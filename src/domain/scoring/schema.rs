//! Versioned scorer inputs and the translation layer for legacy field names.
//!
//! Older producers emitted technical values under several alternate names
//! (`Close`/`price`, `5MA`, `DIF`, ...). All of that is resolved here, once,
//! so the scorers only ever see [`TechnicalSnapshot`] and [`InstitutionClass`].

use std::collections::BTreeMap;

use log::debug;

use crate::domain::analysis::moving_average::latest_sma;
use crate::domain::error::AnalysisError;
use crate::domain::indicator::ema_values;
use crate::domain::indicator::macd::{DEFAULT_FAST, DEFAULT_SIGNAL, DEFAULT_SLOW};
use crate::domain::ohlcv::PriceSeries;

pub const TECHNICAL_SCHEMA_VERSION: u32 = 2;
/// Version assumed for field maps that carry no `schema_version` key.
pub const LEGACY_SCHEMA_VERSION: u32 = 1;
const VERSION_KEY: &str = "schema_version";

/// Latest-bar technical values consumed by the technical and margin scorers.
///
/// Moving averages and MACD are `None` when the series is too short.
#[derive(Debug, Clone, Copy, PartialEq)]
pub struct TechnicalSnapshot {
    pub version: u32,
    pub close: f64,
    pub prev_close: Option<f64>,
    pub ma5: Option<f64>,
    pub ma20: Option<f64>,
    pub ma60: Option<f64>,
    pub macd_line: Option<f64>,
    pub macd_signal: Option<f64>,
}

/// Canonical name first, legacy aliases after.
const CLOSE: &[&str] = &["close", "Close", "price", "Price"];
const PREV_CLOSE: &[&str] = &["prev_close", "PrevClose", "previous_close"];
const MA5: &[&str] = &["ma5", "MA5", "5MA"];
const MA20: &[&str] = &["ma20", "MA20", "20MA"];
const MA60: &[&str] = &["ma60", "MA60", "60MA"];
const MACD_LINE: &[&str] = &["macd_line", "DIF", "dif", "MACD"];
const MACD_SIGNAL: &[&str] = &["macd_signal", "signal", "Signal", "DEA", "MACD_Signal"];

fn lookup(fields: &BTreeMap<String, f64>, names: &[&str]) -> Option<f64> {
    let (canonical, aliases) = names.split_first()?;
    if let Some(v) = fields.get(*canonical) {
        return Some(*v);
    }
    aliases.iter().find_map(|alias| {
        fields.get(*alias).map(|v| {
            debug!("translated legacy field {alias} -> {canonical}");
            *v
        })
    })
}

impl TechnicalSnapshot {
    /// Compute the snapshot from a price series; `None` when it is empty.
    pub fn from_series(series: &PriceSeries) -> Option<Self> {
        let closes = series.closes();
        let close = *closes.last()?;
        let prev_close = closes.len().checked_sub(2).map(|i| closes[i]);

        let fast = ema_values(&closes, DEFAULT_FAST);
        let slow = ema_values(&closes, DEFAULT_SLOW);
        let dif: Vec<f64> = fast.iter().zip(&slow).map(|(f, s)| f - s).collect();
        let signal = ema_values(&dif, DEFAULT_SIGNAL);

        Some(Self {
            version: TECHNICAL_SCHEMA_VERSION,
            close,
            prev_close,
            ma5: latest_sma(series.bars(), 5),
            ma20: latest_sma(series.bars(), 20),
            ma60: latest_sma(series.bars(), 60),
            macd_line: dif.last().copied(),
            macd_signal: signal.last().copied(),
        })
    }

    /// Build a snapshot from a loosely-named field map, translating legacy
    /// names to the current schema.
    pub fn from_fields(fields: &BTreeMap<String, f64>) -> Result<Self, AnalysisError> {
        let version = fields
            .get(VERSION_KEY)
            .map(|v| *v as u32)
            .unwrap_or(LEGACY_SCHEMA_VERSION);
        if version > TECHNICAL_SCHEMA_VERSION {
            return Err(AnalysisError::Degenerate {
                reason: format!("unsupported technical schema version {version}"),
            });
        }

        let close = lookup(fields, CLOSE).ok_or_else(|| AnalysisError::Degenerate {
            reason: "technical snapshot has no close".into(),
        })?;

        Ok(Self {
            version: TECHNICAL_SCHEMA_VERSION,
            close,
            prev_close: lookup(fields, PREV_CLOSE),
            ma5: lookup(fields, MA5),
            ma20: lookup(fields, MA20),
            ma60: lookup(fields, MA60),
            macd_line: lookup(fields, MACD_LINE),
            macd_signal: lookup(fields, MACD_SIGNAL),
        })
    }

    /// Close-to-close move of the latest bar (0 with a single bar).
    pub fn price_change(&self) -> f64 {
        self.prev_close.map_or(0.0, |prev| self.close - prev)
    }

    pub fn macd_bullish(&self) -> Option<bool> {
        Some(self.macd_line? > self.macd_signal?)
    }
}

/// Institutional investor class, after alias translation.
#[derive(Debug, Clone, Copy, PartialEq, Eq, Hash, PartialOrd, Ord)]
pub enum InstitutionClass {
    Foreign,
    Trust,
    Dealer,
}

impl InstitutionClass {
    /// Map a provider class name (current or legacy) to its class.
    pub fn parse(name: &str) -> Option<Self> {
        match name.trim() {
            "Foreign_Investor" | "Foreign_Investor_Net" => Some(InstitutionClass::Foreign),
            "Investment_Trust" | "Investment_Trust_Net" => Some(InstitutionClass::Trust),
            "Dealer_self" | "Dealer_Self_Analysis" | "Dealer_Hedging" | "Dealer"
            | "Dealer_Net" => Some(InstitutionClass::Dealer),
            _ => None,
        }
    }

    pub fn label(self) -> &'static str {
        match self {
            InstitutionClass::Foreign => "Foreign",
            InstitutionClass::Trust => "Trust",
            InstitutionClass::Dealer => "Dealer",
        }
    }
}
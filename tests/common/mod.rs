#![allow(dead_code)]

use chrono::{Duration, NaiveDate};
use std::collections::HashMap;
use stockscope::domain::error::StockscopeError;
use stockscope::domain::market_data::{
    FinancialData, InstitutionalFlowRow, MarginBalanceRow, MarketInputs,
};
pub use stockscope::domain::ohlcv::{OhlcvBar, PriceSeries};
use stockscope::ports::data_port::MarketDataPort;

/// In-memory market data keyed by code.
#[derive(Default)]
pub struct MockDataPort {
    pub prices: HashMap<String, Vec<OhlcvBar>>,
    pub financials: HashMap<String, FinancialData>,
    pub flows: HashMap<String, Vec<InstitutionalFlowRow>>,
    pub margin: HashMap<String, Vec<MarginBalanceRow>>,
}

impl MockDataPort {
    pub fn new() -> Self {
        Self::default()
    }

    pub fn with_bars(mut self, code: &str, bars: Vec<OhlcvBar>) -> Self {
        self.prices.insert(code.to_string(), bars);
        self
    }

    pub fn with_flows(mut self, code: &str, rows: Vec<InstitutionalFlowRow>) -> Self {
        self.flows.insert(code.to_string(), rows);
        self
    }

    pub fn with_margin(mut self, code: &str, rows: Vec<MarginBalanceRow>) -> Self {
        self.margin.insert(code.to_string(), rows);
        self
    }

    pub fn with_financials(mut self, code: &str, data: FinancialData) -> Self {
        self.financials.insert(code.to_string(), data);
        self
    }
}

impl MarketDataPort for MockDataPort {
    fn load_prices(&self, code: &str) -> Result<PriceSeries, StockscopeError> {
        let bars = self
            .prices
            .get(code)
            .cloned()
            .ok_or_else(|| StockscopeError::NoData {
                code: code.to_string(),
            })?;
        PriceSeries::new(code, bars)
    }

    fn load_financials(&self, code: &str) -> Result<FinancialData, StockscopeError> {
        Ok(self.financials.get(code).cloned().unwrap_or_default())
    }

    fn load_flows(&self, code: &str) -> Result<Vec<InstitutionalFlowRow>, StockscopeError> {
        Ok(self.flows.get(code).cloned().unwrap_or_default())
    }

    fn load_margin(&self, code: &str) -> Result<Vec<MarginBalanceRow>, StockscopeError> {
        Ok(self.margin.get(code).cloned().unwrap_or_default())
    }
}

pub fn date(y: i32, m: u32, d: u32) -> NaiveDate {
    NaiveDate::from_ymd_opt(y, m, d).unwrap()
}

/// 2024-01-01 is a Monday; bars run on consecutive calendar days.
pub fn start_date() -> NaiveDate {
    date(2024, 1, 1)
}

pub fn make_bar(day: NaiveDate, close: f64) -> OhlcvBar {
    OhlcvBar {
        date: day,
        open: close,
        high: close,
        low: close,
        close,
        volume: 1000,
    }
}

pub fn bars_from_closes(closes: &[f64]) -> Vec<OhlcvBar> {
    closes
        .iter()
        .enumerate()
        .map(|(i, &c)| make_bar(start_date() + Duration::days(i as i64), c))
        .collect()
}

/// Bars with a fixed intraday spread around each close.
pub fn bars_with_range(closes: &[f64], spread: f64) -> Vec<OhlcvBar> {
    closes
        .iter()
        .enumerate()
        .map(|(i, &c)| OhlcvBar {
            date: start_date() + Duration::days(i as i64),
            open: c - spread / 2.0,
            high: c + spread,
            low: c - spread,
            close: c,
            volume: 1000 + (i as i64 % 7) * 100,
        })
        .collect()
}

pub fn series(closes: &[f64]) -> PriceSeries {
    PriceSeries::new("TEST", bars_from_closes(closes)).unwrap()
}

pub fn inputs(closes: &[f64]) -> MarketInputs {
    MarketInputs::prices_only(series(closes))
}

pub fn rising(n: usize) -> Vec<f64> {
    (0..n).map(|i| 100.0 + i as f64).collect()
}

pub fn falling(n: usize) -> Vec<f64> {
    (0..n).map(|i| 200.0 - i as f64).collect()
}

pub fn flow(day: NaiveDate, name: &str, net: f64) -> InstitutionalFlowRow {
    InstitutionalFlowRow {
        date: day,
        name: name.to_string(),
        net,
    }
}

pub fn margin_row(day: NaiveDate, margin: f64, short: f64) -> MarginBalanceRow {
    MarginBalanceRow {
        date: day,
        margin_purchase_balance: margin,
        short_sale_balance: short,
    }
}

◆ **What you should do**
Once you find the string "MarketInputs" in a line of the records, copy that line.

◆ **Output for this exercise**
    FinancialData, InstitutionalFlowRow, MarginBalanceRow, MarketInputs,
pub fn inputs(closes: &[f64]) -> MarketInputs {
    MarketInputs::prices_only(series(closes))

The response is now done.